## PROBLEM TO WORK ON
Where "SocketAddr" occurs in a line of the entries below, copy that line.

+ + + + + + +

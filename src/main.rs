use std::{future::IntoFuture, net::SocketAddr, path::Path, sync::Arc, time::Duration};

use clap::Parser;
use color_eyre::{
    Result,
    eyre::{Context, eyre},
};
use realty_gateway::{
    adapters::{
        HttpClientAdapter, HttpHandler, MemoryRateLimitStore, PermissionClient, build_router,
    },
    config::{GatewayConfig, ServerConfigValidator, load_config},
    core::RateLimiter,
    metrics,
    ports::{http_client::HttpClient, permission_authority::PermissionAuthority},
    tracing_setup,
    utils::graceful_shutdown::{GracefulShutdown, ShutdownReason},
};

const METRICS_UPKEEP_INTERVAL: Duration = Duration::from_secs(5);

#[derive(Parser, Debug)]
#[clap(author, version, about)]
struct Args {
    #[clap(subcommand)]
    command: Option<Commands>,

    #[clap(short, long, default_value = "config.toml")]
    config: String,
}

#[derive(Parser, Debug)]
enum Commands {
    /// Validate configuration file
    Validate {
        /// Configuration file to validate
        #[clap(short, long, default_value = "config.toml")]
        config: String,
    },
    /// Initialize a new configuration file
    Init {
        /// Output path for the new config file
        #[clap(short, long, default_value = "config.toml")]
        config: String,
    },
    /// Start the gateway server (default)
    Serve {
        /// Configuration file to use
        #[clap(short, long, default_value = "config.toml")]
        config: String,
    },
}

#[tokio::main]
async fn main() -> Result<()> {
    color_eyre::install()?;

    let args = Args::parse();

    match args.command {
        Some(Commands::Validate { config }) => validate_config_command(&config).await,
        Some(Commands::Init { config }) => init_config_command(&config).await,
        Some(Commands::Serve { config }) => serve(&config).await,
        None => serve(&args.config).await,
    }
}

async fn serve(config_path: &str) -> Result<()> {
    let config: GatewayConfig = load_config(config_path)
        .await
        .with_context(|| format!("Failed to load config from {config_path}"))?;

    tracing_setup::init_tracing(&config.log)?;
    tracing::info!("Loaded configuration from {config_path}");

    ServerConfigValidator::validate(&config)
        .map_err(|e| eyre!("Invalid configuration in {config_path}: {e}"))?;

    let metrics_handle = metrics::install_prometheus_recorder()?;

    let addr: SocketAddr = config
        .listen_addr
        .parse()
        .context("Failed to parse listen address")?;
    let config = Arc::new(config);

    let http_client: Arc<dyn HttpClient> = Arc::new(
        HttpClientAdapter::new(Duration::from_secs(config.upstream.timeout_secs))
            .context("Failed to create HTTP client adapter")?,
    );
    let authority: Arc<dyn PermissionAuthority> = Arc::new(
        PermissionClient::new(&config.authority)
            .context("Failed to create permission authority client")?,
    );
    let limiter = Arc::new(RateLimiter::new(
        Arc::new(MemoryRateLimitStore::new()),
        config.rate_limits.clone(),
    ));

    let graceful_shutdown = Arc::new(GracefulShutdown::new());

    let handler = Arc::new(
        HttpHandler::new(config.clone(), http_client, authority, limiter.clone())
            .with_metrics_handle(metrics_handle.clone())
            .with_shutdown_flag(graceful_shutdown.initiated_flag()),
    );

    let sweeper = limiter.spawn_sweeper(
        Duration::from_secs(config.rate_limits.sweep_interval_secs.max(1)),
        graceful_shutdown.shutdown_token(),
    );

    let upkeep = metrics::spawn_upkeep(
        metrics_handle,
        METRICS_UPKEEP_INTERVAL,
        graceful_shutdown.shutdown_token(),
    );

    let signal_shutdown = graceful_shutdown.clone();
    tokio::spawn(async move {
        if let Err(e) = signal_shutdown.run_signal_handler().await {
            tracing::error!("Signal handler error: {}", e);
        }
    });

    let listener = tokio::net::TcpListener::bind(addr)
        .await
        .with_context(|| format!("Failed to bind to address {addr}"))?;

    tracing::info!(
        "Realty gateway listening on {} ({} routes, {} services, {} admin domains)",
        addr,
        handler.route_count(),
        config.services.len(),
        config.admin.domains.len()
    );

    let app = build_router(handler.clone());
    handler.mark_ready();

    let mut shutdown_token = graceful_shutdown.shutdown_token();
    let server = axum::serve(
        listener,
        app.into_make_service_with_connect_info::<SocketAddr>(),
    )
    .with_graceful_shutdown(async move {
        let reason = shutdown_token.wait_for_shutdown().await;
        tracing::info!("Shutdown signal received: {:?}, draining connections", reason);
    });

    // In-flight requests get the drain window once the signal arrives; the
    // server future itself only resolves after every connection closes.
    let mut drain_token = graceful_shutdown.shutdown_token();
    let drain_timeout = graceful_shutdown.drain_timeout();
    let server_result = tokio::select! {
        result = server.into_future() => result.context("Server error"),
        _ = async {
            drain_token.wait_for_shutdown().await;
            tokio::time::sleep(drain_timeout).await;
        } => {
            tracing::warn!(
                "Drain timeout of {:?} elapsed, closing remaining connections",
                drain_timeout
            );
            Ok(())
        }
    };

    // A server error ends the process without a signal; stop background tasks too.
    if !graceful_shutdown.is_shutdown_initiated() {
        graceful_shutdown.trigger_shutdown(ShutdownReason::Requested)?;
    }
    if let Err(e) = sweeper.await {
        tracing::warn!("Rate limit sweeper ended abnormally: {}", e);
    }
    if let Err(e) = upkeep.await {
        tracing::warn!("Metrics upkeep ended abnormally: {}", e);
    }

    server_result?;
    tracing::info!("Graceful shutdown completed");
    Ok(())
}

/// Validate configuration file and exit
async fn validate_config_command(config_path: &str) -> Result<()> {
    println!("🔍 Validating configuration file: {config_path}");

    if !Path::new(config_path).exists() {
        eprintln!("❌ Error: Configuration file '{config_path}' not found");
        std::process::exit(1);
    }

    let config = match load_config(config_path).await {
        Ok(config) => {
            println!("✅ Configuration parsing: OK");
            config
        }
        Err(e) => {
            eprintln!("❌ Configuration parsing failed:");
            eprintln!("   {e:#}");
            std::process::exit(1);
        }
    };

    match ServerConfigValidator::validate(&config) {
        Ok(()) => {
            println!("✅ Configuration validation: OK");
            println!();
            println!("📋 Configuration Summary:");
            println!("   • Listen Address: {}", config.listen_addr);
            println!("   • Services: {}", config.services.len());
            println!("   • Routes: {}", config.routes.len());
            println!("   • Admin Domains: {}", config.admin.domains.len());
            println!(
                "   • Rate Limits: default {}/{}ms, auth {}/{}ms, webhook {}/{}ms",
                config.rate_limits.default.max,
                config.rate_limits.default.window_ms,
                config.rate_limits.auth.max,
                config.rate_limits.auth.window_ms,
                config.rate_limits.webhook.max,
                config.rate_limits.webhook.window_ms
            );
            println!();
            println!("🎉 Configuration is valid and ready to use!");
            Ok(())
        }
        Err(e) => {
            eprintln!("❌ Configuration validation failed:");
            eprintln!("{e}");
            println!();
            println!("💡 Common fixes:");
            println!("   • Ensure all service URLs start with http:// or https://");
            println!("   • Declare every service a route or admin domain refers to");
            println!("   • Verify listen address format (e.g., '127.0.0.1:3000')");
            println!("   • Set auth.jwt_secret and internal.token (or GATEWAY__* env vars)");
            std::process::exit(1);
        }
    }
}

/// Initialize a new configuration file
async fn init_config_command(config_path: &str) -> Result<()> {
    let path = Path::new(config_path);
    if path.exists() {
        eprintln!("❌ Error: Configuration file '{config_path}' already exists");
        std::process::exit(1);
    }

    let default_config = r#"# Realty Gateway Configuration

listen_addr = "0.0.0.0:8080"

[auth]
# Prefer GATEWAY__AUTH__JWT_SECRET in deployed environments
jwt_secret = "change-me"
issuer = "realty-auth"
audience = "realty-api"

[internal]
prefix = "/internal/v1"
token_header = "x-internal-token"
token = "change-me-too"

[authority]
base_url = "http://localhost:4001"
timeout_ms = 2000

[services.org]
base_url = "http://localhost:4001"

[services.property]
base_url = "http://localhost:4002"

[admin]
prefix = "/v1/admin"

[admin.domains.properties]
service = "property"
rewrite_to = "/api/admin"

[rate_limits]
sweep_interval_secs = 60
default = { window_ms = 900000, max = 1000 }
auth = { window_ms = 900000, max = 10 }
webhook = { window_ms = 60000, max = 100 }

[[routes]]
method = "POST"
path = "/v1/auth/login"
service = "org"
rate_limit = "auth"
rewrite = { from = "/v1/auth", to = "/api/auth" }

[[routes]]
method = "GET"
path = "/v1/properties/*"
service = "property"
auth = { type = "optional" }
rewrite = { from = "/v1/properties", to = "/api/properties" }

[[routes]]
method = "ANY"
path = "/v1/leads/*"
service = "org"
auth = { type = "permission", permissions = ["leads:read"] }

[log]
level = "info"
json = true
"#;

    tokio::fs::write(path, default_config)
        .await
        .context("Failed to write config file")?;
    println!("✅ Created default configuration at: {config_path}");
    println!("   Run 'realty-gateway serve --config {config_path}' to start the server");
    Ok(())
}
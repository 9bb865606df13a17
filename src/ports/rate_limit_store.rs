use async_trait::async_trait;
use thiserror::Error;

/// Error type for rate-limit counter stores
#[derive(Error, Debug)]
#[non_exhaustive]
pub enum RateLimitStoreError {
    /// The store could not be reached or refused the operation
    #[error("Rate limit store unavailable: {0}")]
    Unavailable(String),
}

/// Result type alias for rate-limit store operations
pub type RateLimitStoreResult<T> = Result<T, RateLimitStoreError>;

/// Counter state of one key after a hit.
#[derive(Debug, Clone, Copy, PartialEq, Eq)]
pub struct WindowState {
    /// Requests counted in the current window, including this one
    pub count: u64,
    /// Epoch milliseconds at which the current window opened
    pub window_start_ms: u64,
}

/// RateLimitStore defines the port (interface) for fixed-window counters.
///
/// `hit` must be atomic per key: if the key is absent or its window has
/// elapsed, a fresh window is opened with `count = 1`; otherwise the count is
/// incremented. The in-memory adapter is process-local; a shared store
/// (atomic counters with expiry) can be swapped in behind this trait to get
/// limits that hold across gateway instances.
#[async_trait]
pub trait RateLimitStore: Send + Sync + 'static {
    /// Count one request for `key` at `now_ms` in a window of `window_ms`
    async fn hit(
        &self,
        key: &str,
        window_ms: u64,
        max: u64,
        now_ms: u64,
    ) -> RateLimitStoreResult<WindowState>;

    /// Evict every bucket whose window has elapsed at `now_ms`; returns the
    /// number of evicted buckets
    async fn sweep(&self, now_ms: u64) -> usize;

    /// Number of live buckets
    fn len(&self) -> usize;

    fn is_empty(&self) -> bool {
        self.len() == 0
    }
}
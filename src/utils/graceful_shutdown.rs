use std::{
    sync::{
        Arc,
        atomic::{AtomicBool, Ordering},
    },
    time::Duration,
};

use eyre::{Result, WrapErr};
use tokio::{signal, sync::broadcast};

/// Why the process is stopping.
#[derive(Debug, Clone, Copy, PartialEq, Eq)]
pub enum ShutdownReason {
    /// SIGINT or SIGTERM
    Signal,
    /// Requested from code (tests, embedding applications)
    Requested,
    /// The shutdown channel closed without a reason
    Force,
}

/// Process-wide shutdown coordinator.
///
/// One broadcast channel fans the shutdown reason out to the server, which
/// then drains in-flight requests, and to the background tasks. `/ready`
/// reads the shared flag.
pub struct GracefulShutdown {
    shutdown_tx: broadcast::Sender<ShutdownReason>,
    shutdown_initiated: Arc<AtomicBool>,
    /// Upper bound on draining in-flight requests after the signal
    drain_timeout: Duration,
}

impl GracefulShutdown {
    pub fn new() -> Self {
        Self::with_drain_timeout(Duration::from_secs(30))
    }

    pub fn with_drain_timeout(drain_timeout: Duration) -> Self {
        let (shutdown_tx, _) = broadcast::channel(16);
        Self {
            shutdown_tx,
            shutdown_initiated: Arc::new(AtomicBool::new(false)),
            drain_timeout,
        }
    }

    pub fn drain_timeout(&self) -> Duration {
        self.drain_timeout
    }

    pub fn subscribe(&self) -> broadcast::Receiver<ShutdownReason> {
        self.shutdown_tx.subscribe()
    }

    pub fn is_shutdown_initiated(&self) -> bool {
        self.shutdown_initiated.load(Ordering::Relaxed)
    }

    /// Shared flag flipped once shutdown begins; `/ready` reads it.
    pub fn initiated_flag(&self) -> Arc<AtomicBool> {
        self.shutdown_initiated.clone()
    }

    /// Start shutdown from code. Later calls are ignored.
    pub fn trigger_shutdown(&self, reason: ShutdownReason) -> Result<()> {
        self.initiate_shutdown(reason);
        Ok(())
    }

    /// Wait for SIGINT or SIGTERM and broadcast the shutdown.
    pub async fn run_signal_handler(&self) -> Result<()> {
        tracing::info!("Signal handler started. Listening for SIGTERM and SIGINT");

        tokio::select! {
            result = signal::ctrl_c() => {
                result.wrap_err("Failed to listen for SIGINT")?;
                tracing::info!("Received SIGINT (Ctrl+C), initiating graceful shutdown...");
            }
            result = wait_for_sigterm() => {
                result?;
                tracing::info!("Received SIGTERM, initiating graceful shutdown...");
            }
        }
        self.initiate_shutdown(ShutdownReason::Signal);
        Ok(())
    }

    fn initiate_shutdown(&self, reason: ShutdownReason) {
        if self
            .shutdown_initiated
            .compare_exchange(false, true, Ordering::Relaxed, Ordering::Relaxed)
            .is_ok()
        {
            tracing::info!("Shutting down: {:?}", reason);
            // No receivers simply means nothing is waiting yet.
            let _ = self.shutdown_tx.send(reason);
        } else {
            tracing::warn!("Shutdown already initiated, ignoring {:?}", reason);
        }
    }

    /// A token subscribed now; it observes any shutdown triggered afterwards.
    pub fn shutdown_token(&self) -> ShutdownToken {
        ShutdownToken {
            receiver: self.subscribe(),
            shutdown_initiated: self.shutdown_initiated.clone(),
        }
    }
}

impl Default for GracefulShutdown {
    fn default() -> Self {
        Self::new()
    }
}

#[cfg(unix)]
async fn wait_for_sigterm() -> Result<()> {
    use tokio::signal::unix::{SignalKind, signal};
    let mut sigterm =
        signal(SignalKind::terminate()).wrap_err("Failed to register SIGTERM handler")?;
    sigterm.recv().await;
    Ok(())
}

#[cfg(not(unix))]
async fn wait_for_sigterm() -> Result<()> {
    // Only Ctrl+C is available off Unix.
    std::future::pending::<()>().await;
    Ok(())
}

/// Handle given to background tasks so they stop with the process.
pub struct ShutdownToken {
    receiver: broadcast::Receiver<ShutdownReason>,
    shutdown_initiated: Arc<AtomicBool>,
}

impl Clone for ShutdownToken {
    fn clone(&self) -> Self {
        Self {
            receiver: self.receiver.resubscribe(),
            shutdown_initiated: self.shutdown_initiated.clone(),
        }
    }
}

impl ShutdownToken {
    pub fn is_shutdown_initiated(&self) -> bool {
        self.shutdown_initiated.load(Ordering::Relaxed)
    }

    /// Resolve once shutdown has been broadcast. Returns immediately when it
    /// already happened.
    pub async fn wait_for_shutdown(&mut self) -> ShutdownReason {
        // The flag is set before the broadcast; a token subscribed after the
        // send only sees the flag.
        if self.is_shutdown_initiated() {
            return self.receiver.try_recv().unwrap_or(ShutdownReason::Force);
        }
        match self.receiver.recv().await {
            Ok(reason) => reason,
            Err(_) => ShutdownReason::Force,
        }
    }
}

+ + + + + + +

## RESPONSE TO THIS EXERCISE
use std::{future::IntoFuture, net::SocketAddr, path::Path, sync::Arc, time::Duration};
    let addr: SocketAddr = config
        app.into_make_service_with_connect_info::<SocketAddr>(),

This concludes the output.